* Prompt: Beginning at the top of the material, repeat each line exactly, and stop once the line with "only told about" has been written.

══ Provided data ══

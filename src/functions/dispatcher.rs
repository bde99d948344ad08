use super::FunctionRegistry;
use crate::error::AgentError;
use serde_json::{Map, Value};
use std::sync::Arc;

/// Outcome of one function dispatch, consumed by the session loop to decide
/// which role to append to the transcript.
#[derive(Debug, Clone, PartialEq, Eq)]
pub enum CallOutcome {
    Success(String),
    MissingParameters(Vec<String>),
    Error(String),
}

pub struct Dispatcher {
    registry: Arc<FunctionRegistry>,
}

impl Dispatcher {
    pub fn new(registry: Arc<FunctionRegistry>) -> Self {
        Self { registry }
    }

    /// Validate and execute one requested call.
    ///
    /// An unknown name is a protocol violation (the model was only told about
    /// registered functions) and fails the run. Everything else is converted
    /// to a `CallOutcome` so the conversation can keep going.
    pub async fn dispatch(
        &self,
        name: &str,
        raw_arguments: &str,
    ) -> Result<CallOutcome, AgentError> {
        let definition = self
            .registry
            .lookup(name)
            .ok_or_else(|| AgentError::UnknownFunction(name.to_string()))?;

        // Lenient parse: a zero-argument call may arrive as "", whitespace,
        // or otherwise malformed JSON.
        let args: Map<String, Value> = match serde_json::from_str::<Value>(raw_arguments) {
            Ok(Value::Object(map)) => map,
            _ => Map::new(),
        };

        // Only absence counts as missing; an explicit null is present.
        let missing: Vec<String> = definition
            .metadata
            .parameters
            .required
            .iter()
            .filter(|param| !args.contains_key(param.as_str()))
            .cloned()
            .collect();

        if !missing.is_empty() {
            return Ok(CallOutcome::MissingParameters(missing));
        }

        match definition.resolver.resolve(&args).await {
            Ok(message) => Ok(CallOutcome::Success(message)),
            Err(err) => Ok(CallOutcome::Error(err.to_string())),
        }
    }
}

#[cfg(test)]
mod tests {
    use super::*;
    use crate::functions::{FunctionMetadata, ParameterSchema, Resolver};
    use async_trait::async_trait;
    use serde_json::json;

    struct EchoLocation;

    #[async_trait]
    impl Resolver for EchoLocation {
        async fn resolve(&self, args: &Map<String, Value>) -> Result<String, AgentError> {
            let location = args
                .get("location")
                .and_then(Value::as_str)
                .unwrap_or_default();
            Ok(format!("weather for {}", location))
        }
    }

    struct AlwaysFails;

    #[async_trait]
    impl Resolver for AlwaysFails {
        async fn resolve(&self, _args: &Map<String, Value>) -> Result<String, AgentError> {
            Err(AgentError::FunctionExecution("upstream unavailable".to_string()))
        }
    }

    struct NoArgs;

    #[async_trait]
    impl Resolver for NoArgs {
        async fn resolve(&self, _args: &Map<String, Value>) -> Result<String, AgentError> {
            Ok("ok".to_string())
        }
    }

    fn dispatcher() -> Dispatcher {
        let mut registry = FunctionRegistry::new();
        registry
            .register(
                FunctionMetadata {
                    name: "get_current_weather".to_string(),
                    description: "Get the current weather in a given location".to_string(),
                    parameters: ParameterSchema::object(
                        json!({
                            "location": {"type": "string"},
                            "unit": {"type": "string", "enum": ["celsius", "fahrenheit"]},
                        }),
                        &["location"],
                    ),
                },
                Arc::new(EchoLocation),
            )
            .unwrap();
        registry
            .register(
                FunctionMetadata {
                    name: "two_required".to_string(),
                    description: "needs both parameters".to_string(),
                    parameters: ParameterSchema::object(
                        json!({
                            "first": {"type": "string"},
                            "second": {"type": "string"},
                        }),
                        &["first", "second"],
                    ),
                },
                Arc::new(NoArgs),
            )
            .unwrap();
        registry
            .register(
                FunctionMetadata {
                    name: "always_fails".to_string(),
                    description: "resolver that errors".to_string(),
                    parameters: ParameterSchema::object(json!({}), &[]),
                },
                Arc::new(AlwaysFails),
            )
            .unwrap();
        registry
            .register(
                FunctionMetadata {
                    name: "no_args".to_string(),
                    description: "zero-argument function".to_string(),
                    parameters: ParameterSchema::object(json!({}), &[]),
                },
                Arc::new(NoArgs),
            )
            .unwrap();
        Dispatcher::new(Arc::new(registry))
    }

    #[tokio::test]
    async fn unknown_name_is_a_protocol_violation() {
        let err = dispatcher().dispatch("not_registered", "{}").await.unwrap_err();
        assert!(matches!(err, AgentError::UnknownFunction(name) if name == "not_registered"));
    }

    #[tokio::test]
    async fn missing_required_parameters_in_declared_order() {
        let outcome = dispatcher().dispatch("two_required", "{}").await.unwrap();
        assert_eq!(
            outcome,
            CallOutcome::MissingParameters(vec!["first".to_string(), "second".to_string()])
        );
    }

    #[tokio::test]
    async fn only_absent_parameters_are_missing() {
        let outcome = dispatcher()
            .dispatch("two_required", r#"{"first": null}"#)
            .await
            .unwrap();
        assert_eq!(
            outcome,
            CallOutcome::MissingParameters(vec!["second".to_string()])
        );
    }

    #[tokio::test]
    async fn malformed_arguments_parse_as_empty_object() {
        let outcome = dispatcher().dispatch("no_args", "   ").await.unwrap();
        assert_eq!(outcome, CallOutcome::Success("ok".to_string()));

        let outcome = dispatcher().dispatch("no_args", "not json").await.unwrap();
        assert_eq!(outcome, CallOutcome::Success("ok".to_string()));
    }

    #[tokio::test]
    async fn success_passes_resolver_output_through() {
        let outcome = dispatcher()
            .dispatch("get_current_weather", r#"{"location":"NYC"}"#)
            .await
            .unwrap();
        assert_eq!(outcome, CallOutcome::Success("weather for NYC".to_string()));
    }

    #[tokio::test]
    async fn resolver_failure_is_captured_as_data() {
        let outcome = dispatcher().dispatch("always_fails", "{}").await.unwrap();
        match outcome {
            CallOutcome::Error(message) => assert!(message.contains("upstream unavailable")),
            other => panic!("expected error outcome, got {:?}", other),
        }
    }
}
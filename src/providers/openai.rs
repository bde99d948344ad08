use super::{AssistantTurn, FunctionCall, LLMProvider, Message, Role};
use crate::error::AgentError;
use crate::functions::FunctionMetadata;
use crate::providers::base_client::BaseApiClient;
use serde::{Deserialize, Serialize};

#[derive(Serialize)]
struct ChatCompletionRequest<'a> {
    model: &'a str,
    messages: Vec<ChatCompletionMessage<'a>>,
    temperature: f32,
    #[serde(skip_serializing_if = "Option::is_none")]
    functions: Option<&'a [FunctionMetadata]>,
    #[serde(skip_serializing_if = "Option::is_none")]
    function_call: Option<&'static str>,
}

#[derive(Serialize)]
struct ChatCompletionMessage<'a> {
    role: &'static str,
    content: &'a str,
    #[serde(skip_serializing_if = "Option::is_none")]
    name: Option<&'a str>,
}

#[derive(Deserialize)]
struct ChatCompletionResponse {
    choices: Vec<Choice>,
}

#[derive(Deserialize)]
struct Choice {
    message: ResponseMessage,
}

#[derive(Deserialize)]
struct ResponseMessage {
    #[serde(default)]
    role: Option<String>,
    content: Option<String>,
    function_call: Option<ResponseFunctionCall>,
}

#[derive(Deserialize)]
struct ResponseFunctionCall {
    name: String,
    #[serde(default)]
    arguments: String,
}

#[derive(Clone)]
pub struct OpenAIProvider {
    client: BaseApiClient,
    model: String,
}

impl OpenAIProvider {
    pub fn new(endpoint: String, api_key: String, model: String) -> Self {
        Self {
            client: BaseApiClient::new(endpoint, api_key),
            model,
        }
    }
}

#[async_trait::async_trait]
impl LLMProvider for OpenAIProvider {
    async fn complete(
        &self,
        messages: &[Message],
        functions: &[FunctionMetadata],
        temperature: f32,
    ) -> Result<AssistantTurn, AgentError> {
        let req_messages: Vec<ChatCompletionMessage> = messages
            .iter()
            .map(|m| ChatCompletionMessage {
                role: m.role.as_str(),
                content: &m.content,
                name: m.name.as_deref(),
            })
            .collect();

        let payload = ChatCompletionRequest {
            model: &self.model,
            messages: req_messages,
            temperature,
            functions: if functions.is_empty() {
                None
            } else {
                Some(functions)
            },
            function_call: if functions.is_empty() {
                None
            } else {
                Some("auto")
            },
        };

        let body = self.client.send_request("chat/completions", &payload).await?;
        let parsed: ChatCompletionResponse = serde_json::from_str(&body)?;

        let choice = parsed
            .choices
            .into_iter()
            .next()
            .ok_or_else(|| AgentError::Api("No choices in API response".to_string()))?;

        let role = match choice.message.role.as_deref() {
            Some("user") => Role::User,
            Some("system") => Role::System,
            Some("function") => Role::Function,
            _ => Role::Assistant,
        };

        Ok(AssistantTurn {
            role,
            content: choice.message.content,
            function_call: choice.message.function_call.map(|fc| FunctionCall {
                name: fc.name,
                arguments: fc.arguments,
            }),
        })
    }
}
use super::{FunctionMetadata, ParameterSchema, Resolver};
use crate::error::AgentError;
use crate::providers::{LLMProvider, Message};
use async_trait::async_trait;
use serde_json::{Map, Value, json};

const CONVERSION_PROMPT: &str = "You will be provided a set of project requirements. It is your \
job to convert the requirements into a markdown table with following considerations in mind: \
* Categories of work efforts * High level tasks, and their purpose.";

pub fn metadata() -> FunctionMetadata {
    FunctionMetadata {
        name: "convert_requirements_to_md".to_string(),
        description: "Convert a large text of project requirements into a markdown table"
            .to_string(),
        parameters: ParameterSchema::object(
            json!({
                "requirements_text": {
                    "type": "string",
                    "description": "The large context of project requirements"
                }
            }),
            &["requirements_text"],
        ),
    }
}

/// Resolver backed by a nested model call: sends the requirements text
/// through the same provider with a fixed conversion prompt. Runs at
/// temperature 0 so the table tracks the input, not the sampler.
pub struct RequirementsToMarkdown {
    provider: std::sync::Arc<dyn LLMProvider>,
}

impl RequirementsToMarkdown {
    pub fn new(provider: std::sync::Arc<dyn LLMProvider>) -> Self {
        Self { provider }
    }
}

#[async_trait]
impl Resolver for RequirementsToMarkdown {
    async fn resolve(&self, args: &Map<String, Value>) -> Result<String, AgentError> {
        let requirements = args
            .get("requirements_text")
            .and_then(Value::as_str)
            .unwrap_or_default();

        let messages = vec![
            Message::system(CONVERSION_PROMPT),
            Message::user(requirements),
        ];

        let turn = self.provider.complete(&messages, &[], 0.0).await?;
        turn.content
            .ok_or_else(|| AgentError::FunctionExecution("model returned no content".to_string()))
    }
}
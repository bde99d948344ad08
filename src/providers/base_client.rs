use crate::error::AgentError;
use reqwest::Client;
use serde::Serialize;

/// Minimal bearer-auth JSON client shared by provider implementations.
#[derive(Clone)]
pub struct BaseApiClient {
    client: Client,
    endpoint: String,
    api_key: String,
}

impl BaseApiClient {
    pub fn new(endpoint: String, api_key: String) -> Self {
        Self {
            client: Client::new(),
            endpoint,
            api_key,
        }
    }

    pub async fn send_request<T: Serialize + ?Sized>(
        &self,
        path: &str,
        payload: &T,
    ) -> Result<String, AgentError> {
        let url = format!("{}/{}", self.endpoint, path);

        let response = self
            .client
            .post(&url)
            .header("Authorization", format!("Bearer {}", self.api_key))
            .header("Content-Type", "application/json")
            .json(payload)
            .send()
            .await?;

        let status = response.status();
        let body = response.text().await?;

        if !status.is_success() {
            return Err(AgentError::Api(format!(
                "API returned {} for {}: {}",
                status, url, body
            )));
        }

        Ok(body)
    }
}
use crate::error::AgentError;
use crate::session::PromptSource;
use console::style;
use rustyline::Editor;
use rustyline::error::ReadlineError;
use rustyline::history::FileHistory;
use std::path::{Path, PathBuf};

fn history_path() -> PathBuf {
    dirs::home_dir()
        .map(|mut path| {
            path.push(".fnchat/input_history.txt");
            path
        })
        .unwrap_or_else(|| Path::new(".fnchat/input_history.txt").to_path_buf())
}

/// Interactive prompt source backed by a rustyline editor with file history.
pub struct LineEditor {
    editor: Editor<(), FileHistory>,
}

impl LineEditor {
    pub fn new() -> Result<Self, AgentError> {
        let mut editor = Editor::new()
            .map_err(|e| AgentError::Input(format!("Failed to create line editor: {}", e)))?;
        let _ = editor.load_history(&history_path());
        Ok(Self { editor })
    }

    pub fn save_history(&mut self) -> Result<(), AgentError> {
        let path = history_path();
        if let Some(parent) = path.parent() {
            if !parent.exists() {
                std::fs::create_dir_all(parent).map_err(|e| {
                    AgentError::Input(format!("Failed to create history directory: {}", e))
                })?;
            }
        }

        self.editor
            .save_history(&path)
            .map_err(|e| AgentError::Input(format!("Failed to save history: {}", e)))
    }
}

impl PromptSource for LineEditor {
    fn read_line(&mut self) -> Result<Option<String>, AgentError> {
        let prompt = style("> ").bold().cyan().to_string();
        match self.editor.readline(&prompt) {
            Ok(line) => {
                if !line.trim().is_empty() {
                    let _ = self.editor.add_history_entry(&line);
                }
                Ok(Some(line))
            }
            // Ctrl-C or Ctrl-D end the session
            Err(ReadlineError::Interrupted) | Err(ReadlineError::Eof) => Ok(None),
            Err(err) => Err(AgentError::Input(format!("Input error: {}", err))),
        }
    }
}
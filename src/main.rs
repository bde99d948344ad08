use clap::Parser;
use console::style;
use is_terminal::IsTerminal;
use std::fs;
use std::sync::Arc;

mod cli;
mod config;
mod display;
mod error;
mod functions;
mod input;
mod providers;
mod session;

use crate::cli::Args;
use crate::config::Config;
use crate::display::ConsoleSink;
use crate::error::AgentError;
use crate::input::LineEditor;
use crate::providers::{LLMProvider, openai::OpenAIProvider};
use crate::session::{PromptSource, Session};

const DEFAULT_SYSTEM_PROMPT: &str = "You are a helpful assistant.";

#[tokio::main]
async fn main() {
    if let Err(err) = run().await {
        eprintln!("{} {}", style("error:").bold().red(), err);
        std::process::exit(1);
    }
}

async fn run() -> Result<(), AgentError> {
    dotenvy::dotenv().ok();

    let args = Args::parse();
    let mut config = Config::from_env()?;
    config.apply_overrides(&args);

    if !std::io::stdin().is_terminal() {
        return Err(AgentError::Input(
            "stdin must be a terminal; pass a requirements file with --prompt-file".to_string(),
        ));
    }

    let provider: Arc<dyn LLMProvider> = Arc::new(OpenAIProvider::new(
        config.base_url.clone(),
        config.api_key.clone(),
        config.model.clone(),
    ));
    let registry = Arc::new(functions::builtin_registry(provider.clone())?);
    let mut session = Session::new(provider, registry, config.temperature);

    let mut prompts = LineEditor::new()?;

    let system_prompt = match &args.prompt_file {
        Some(path) => fs::read_to_string(path).map_err(|e| {
            AgentError::Input(format!("Failed to read {}: {}", path.display(), e))
        })?,
        None => {
            println!("Enter a system prompt:");
            prompts
                .read_line()?
                .filter(|line| !line.trim().is_empty())
                .unwrap_or_else(|| DEFAULT_SYSTEM_PROMPT.to_string())
        }
    };

    println!("Ask your first question. Type 'exit' to quit.");

    let mut sink = ConsoleSink::new();
    session.run(&system_prompt, &mut prompts, &mut sink).await?;

    prompts.save_history()?;
    Ok(())
}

═══

* Your response:
filename src/functions/dispatcher.rs
repository bde99d948344ad08
use super::FunctionRegistry;
use crate::error::AgentError;
use serde_json::{Map, Value};
use std::sync::Arc;

/// Outcome of one function dispatch, consumed by the session loop to decide
/// which role to append to the transcript.
#[derive(Debug, Clone, PartialEq, Eq)]
pub enum CallOutcome {
    Success(String),
    MissingParameters(Vec<String>),
    Error(String),
}

pub struct Dispatcher {
    registry: Arc<FunctionRegistry>,
}

impl Dispatcher {
    pub fn new(registry: Arc<FunctionRegistry>) -> Self {
        Self { registry }
    }

    /// Validate and execute one requested call.
    ///
    /// An unknown name is a protocol violation (the model was only told about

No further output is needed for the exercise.